→ EXERCISE BRIEF: Print each entry below precisely as it reads.

GIVEN DATA section start

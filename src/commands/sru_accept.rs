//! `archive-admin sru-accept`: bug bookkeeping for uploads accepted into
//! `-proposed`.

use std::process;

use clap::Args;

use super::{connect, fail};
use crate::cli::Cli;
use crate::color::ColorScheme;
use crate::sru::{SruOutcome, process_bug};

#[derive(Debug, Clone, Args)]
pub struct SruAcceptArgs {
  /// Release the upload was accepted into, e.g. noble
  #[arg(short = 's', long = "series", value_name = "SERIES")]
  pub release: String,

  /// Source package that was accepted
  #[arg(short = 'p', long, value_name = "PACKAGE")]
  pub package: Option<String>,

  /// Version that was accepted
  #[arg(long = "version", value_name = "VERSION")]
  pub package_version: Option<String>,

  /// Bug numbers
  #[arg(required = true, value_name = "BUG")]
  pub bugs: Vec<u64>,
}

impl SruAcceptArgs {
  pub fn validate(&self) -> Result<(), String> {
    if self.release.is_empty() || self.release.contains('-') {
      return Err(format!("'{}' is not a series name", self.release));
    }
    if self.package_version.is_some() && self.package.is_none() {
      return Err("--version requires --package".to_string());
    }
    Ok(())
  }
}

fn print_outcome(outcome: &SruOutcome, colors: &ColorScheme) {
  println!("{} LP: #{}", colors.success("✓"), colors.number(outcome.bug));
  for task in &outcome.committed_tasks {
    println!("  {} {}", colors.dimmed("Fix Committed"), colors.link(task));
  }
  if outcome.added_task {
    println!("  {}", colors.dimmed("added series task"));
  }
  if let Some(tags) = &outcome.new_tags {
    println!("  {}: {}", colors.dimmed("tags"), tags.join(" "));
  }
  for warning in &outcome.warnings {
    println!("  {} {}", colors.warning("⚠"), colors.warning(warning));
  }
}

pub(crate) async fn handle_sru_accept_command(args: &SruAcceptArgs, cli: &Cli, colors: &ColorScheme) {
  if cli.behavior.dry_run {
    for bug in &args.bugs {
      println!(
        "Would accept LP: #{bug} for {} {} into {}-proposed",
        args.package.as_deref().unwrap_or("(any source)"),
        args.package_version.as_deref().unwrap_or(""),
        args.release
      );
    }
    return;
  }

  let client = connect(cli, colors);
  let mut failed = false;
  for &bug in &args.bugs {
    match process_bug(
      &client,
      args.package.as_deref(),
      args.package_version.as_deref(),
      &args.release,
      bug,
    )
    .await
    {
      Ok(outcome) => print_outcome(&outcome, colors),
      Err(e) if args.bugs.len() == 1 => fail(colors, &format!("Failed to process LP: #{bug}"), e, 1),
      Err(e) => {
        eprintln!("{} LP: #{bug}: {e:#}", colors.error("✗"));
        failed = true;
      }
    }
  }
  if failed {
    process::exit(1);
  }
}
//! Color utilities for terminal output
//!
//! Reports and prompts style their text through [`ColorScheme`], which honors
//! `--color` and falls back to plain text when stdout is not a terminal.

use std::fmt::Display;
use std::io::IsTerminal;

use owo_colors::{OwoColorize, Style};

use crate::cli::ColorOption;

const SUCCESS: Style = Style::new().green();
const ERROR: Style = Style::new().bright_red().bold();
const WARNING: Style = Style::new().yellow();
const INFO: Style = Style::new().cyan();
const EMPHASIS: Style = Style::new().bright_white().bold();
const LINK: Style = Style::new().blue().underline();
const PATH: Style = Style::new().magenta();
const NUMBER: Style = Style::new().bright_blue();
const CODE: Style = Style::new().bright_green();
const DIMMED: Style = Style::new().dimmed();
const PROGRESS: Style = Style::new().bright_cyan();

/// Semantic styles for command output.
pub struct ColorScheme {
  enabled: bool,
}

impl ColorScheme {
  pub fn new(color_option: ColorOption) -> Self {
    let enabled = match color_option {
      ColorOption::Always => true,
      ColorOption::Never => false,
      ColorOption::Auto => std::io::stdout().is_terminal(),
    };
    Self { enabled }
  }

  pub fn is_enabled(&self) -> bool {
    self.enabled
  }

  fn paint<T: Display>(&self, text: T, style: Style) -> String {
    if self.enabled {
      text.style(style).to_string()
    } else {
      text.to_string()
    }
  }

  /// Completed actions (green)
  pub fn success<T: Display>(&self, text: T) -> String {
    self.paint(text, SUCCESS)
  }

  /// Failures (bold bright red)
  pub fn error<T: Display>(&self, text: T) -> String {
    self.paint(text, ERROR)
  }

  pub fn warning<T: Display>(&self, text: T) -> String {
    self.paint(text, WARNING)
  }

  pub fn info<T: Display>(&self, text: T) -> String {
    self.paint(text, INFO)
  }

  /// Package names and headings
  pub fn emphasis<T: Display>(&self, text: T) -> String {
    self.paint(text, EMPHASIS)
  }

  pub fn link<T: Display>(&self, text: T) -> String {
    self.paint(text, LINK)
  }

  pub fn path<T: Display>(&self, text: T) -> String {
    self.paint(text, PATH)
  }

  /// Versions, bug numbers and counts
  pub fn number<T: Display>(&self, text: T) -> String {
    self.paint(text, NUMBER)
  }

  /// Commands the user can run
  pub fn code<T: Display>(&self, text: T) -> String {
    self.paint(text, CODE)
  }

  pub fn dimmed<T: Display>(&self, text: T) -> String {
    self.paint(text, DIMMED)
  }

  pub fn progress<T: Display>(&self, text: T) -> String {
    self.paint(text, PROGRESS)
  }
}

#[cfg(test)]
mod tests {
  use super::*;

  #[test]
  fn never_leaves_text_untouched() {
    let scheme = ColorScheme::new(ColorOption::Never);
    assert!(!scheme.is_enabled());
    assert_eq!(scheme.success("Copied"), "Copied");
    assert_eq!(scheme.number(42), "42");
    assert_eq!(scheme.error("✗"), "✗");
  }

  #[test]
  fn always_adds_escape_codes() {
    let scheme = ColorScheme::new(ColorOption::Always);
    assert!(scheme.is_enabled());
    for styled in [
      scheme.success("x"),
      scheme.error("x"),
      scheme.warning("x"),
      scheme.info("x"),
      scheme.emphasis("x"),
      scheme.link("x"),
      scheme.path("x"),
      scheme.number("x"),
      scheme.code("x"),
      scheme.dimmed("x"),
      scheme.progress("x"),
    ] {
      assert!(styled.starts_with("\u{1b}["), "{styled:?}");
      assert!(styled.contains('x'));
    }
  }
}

GIVEN DATA section end

→ EXERCISE OUTPUT:
filename src/commands/sru_accept.rs
//! `archive-admin sru-accept`: bug bookkeeping for uploads accepted into
//! `-proposed`.

use std::process;

use clap::Args;

use super::{connect, fail};
use crate::cli::Cli;
use crate::color::ColorScheme;
use crate::sru::{SruOutcome, process_bug};

#[derive(Debug, Clone, Args)]
pub struct SruAcceptArgs {
  /// Release the upload was accepted into, e.g. noble
  #[arg(short = 's', long = "series", value_name = "SERIES")]
  pub release: String,

  /// Source package that was accepted
  #[arg(short = 'p', long, value_name = "PACKAGE")]
  pub package: Option<String>,

  /// Version that was accepted
  #[arg(long = "version", value_name = "VERSION")]
  pub package_version: Option<String>,

  /// Bug numbers
  #[arg(required = true, value_name = "BUG")]
  pub bugs: Vec<u64>,
}

impl SruAcceptArgs {
  pub fn validate(&self) -> Result<(), String> {
    if self.release.is_empty() || self.release.contains('-') {
      return Err(format!("'{}' is not a series name", self.release));
    }
    if self.package_version.is_some() && self.package.is_none() {
      return Err("--version requires --package".to_string());
    }
    Ok(())
  }
}

fn print_outcome(outcome: &SruOutcome, colors: &ColorScheme) {
  println!("{} LP: #{}", colors.success("✓"), colors.number(outcome.bug));
  for task in &outcome.committed_tasks {
    println!("  {} {}", colors.dimmed("Fix Committed"), colors.link(task));
  }
  if outcome.added_task {
    println!("  {}", colors.dimmed("added series task"));
  }
  if let Some(tags) = &outcome.new_tags {
    println!("  {}: {}", colors.dimmed("tags"), tags.join(" "));
  }
  for warning in &outcome.warnings {
    println!("  {} {}", colors.warning("⚠"), colors.warning(warning));
  }
}

pub(crate) async fn handle_sru_accept_command(args: &SruAcceptArgs, cli: &Cli, colors: &ColorScheme) {
  if cli.behavior.dry_run {
    for bug in &args.bugs {
      println!(
        "Would accept LP: #{bug} for {} {} into {}-proposed",
        args.package.as_deref().unwrap_or("(any source)"),
        args.package_version.as_deref().unwrap_or(""),
        args.release
      );
    }
    return;
  }

  let client = connect(cli, colors);
  let mut failed = false;
  for &bug in &args.bugs {
    match process_bug(
      &client,
      args.package.as_deref(),
      args.package_version.as_deref(),
      &args.release,
      bug,
    )
    .await
    {
      Ok(outcome) => print_outcome(&outcome, colors),
      Err(e) if args.bugs.len() == 1 => fail(colors, &format!("Failed to process LP: #{bug}"), e, 1),
      Err(e) => {
        eprintln!("{} LP: #{bug}: {e:#}", colors.error("✗"));
        failed = true;
      }
    }
  }
  if failed {
    process::exit(1);
  }
}
//! Color utilities for terminal output
//!
//! Reports and prompts style their text through [`ColorScheme`], which honors
//! `--color` and falls back to plain text when stdout is not a terminal.

use std::fmt::Display;
use std::io::IsTerminal;

use owo_colors::{OwoColorize, Style};

use crate::cli::ColorOption;

const SUCCESS: Style = Style::new().green();
const ERROR: Style = Style::new().bright_red().bold();
const WARNING: Style = Style::new().yellow();
const INFO: Style = Style::new().cyan();
const EMPHASIS: Style = Style::new().bright_white().bold();
const LINK: Style = Style::new().blue().underline();
const PATH: Style = Style::new().magenta();
const NUMBER: Style = Style::new().bright_blue();
const CODE: Style = Style::new().bright_green();
const DIMMED: Style = Style::new().dimmed();
const PROGRESS: Style = Style::new().bright_cyan();

/// Semantic styles for command output.
pub struct ColorScheme {
  enabled: bool,
}

impl ColorScheme {
  pub fn new(color_option: ColorOption) -> Self {
    let enabled = match color_option {
      ColorOption::Always => true,
      ColorOption::Never => false,
      ColorOption::Auto => std::io::stdout().is_terminal(),
    };
    Self { enabled }
  }

  pub fn is_enabled(&self) -> bool {
    self.enabled
  }

  fn paint<T: Display>(&self, text: T, style: Style) -> String {
    if self.enabled {
      text.style(style).to_string()
    } else {
      text.to_string()
    }
  }

  /// Completed actions (green)
  pub fn success<T: Display>(&self, text: T) -> String {
    self.paint(text, SUCCESS)
  }

  /// Failures (bold bright red)
  pub fn error<T: Display>(&self, text: T) -> String {
    self.paint(text, ERROR)
  }

  pub fn warning<T: Display>(&self, text: T) -> String {
    self.paint(text, WARNING)
  }

  pub fn info<T: Display>(&self, text: T) -> String {
    self.paint(text, INFO)
  }

  /// Package names and headings
  pub fn emphasis<T: Display>(&self, text: T) -> String {
    self.paint(text, EMPHASIS)
  }

  pub fn link<T: Display>(&self, text: T) -> String {
    self.paint(text, LINK)
  }

  pub fn path<T: Display>(&self, text: T) -> String {
    self.paint(text, PATH)
  }

  /// Versions, bug numbers and counts
  pub fn number<T: Display>(&self, text: T) -> String {
    self.paint(text, NUMBER)
  }

  /// Commands the user can run
  pub fn code<T: Display>(&self, text: T) -> String {
    self.paint(text, CODE)
  }

  pub fn dimmed<T: Display>(&self, text: T) -> String {
    self.paint(text, DIMMED)
  }

  pub fn progress<T: Display>(&self, text: T) -> String {
    self.paint(text, PROGRESS)
  }
}

#[cfg(test)]
mod tests {
  use super::*;

  #[test]
  fn never_leaves_text_untouched() {
    let scheme = ColorScheme::new(ColorOption::Never);
    assert!(!scheme.is_enabled());
    assert_eq!(scheme.success("Copied"), "Copied");
    assert_eq!(scheme.number(42), "42");
    assert_eq!(scheme.error("✗"), "✗");
  }

  #[test]
  fn always_adds_escape_codes() {
    let scheme = ColorScheme::new(ColorOption::Always);
    assert!(scheme.is_enabled());
    for styled in [
      scheme.success("x"),
      scheme.error("x"),
      scheme.warning("x"),
      scheme.info("x"),
      scheme.emphasis("x"),
      scheme.link("x"),
      scheme.path("x"),
      scheme.number("x"),
      scheme.code("x"),
      scheme.dimmed("x"),
      scheme.progress("x"),
    ] {
      assert!(styled.starts_with("\u{1b}["), "{styled:?}");
      assert!(styled.contains('x'));
    }
  }
}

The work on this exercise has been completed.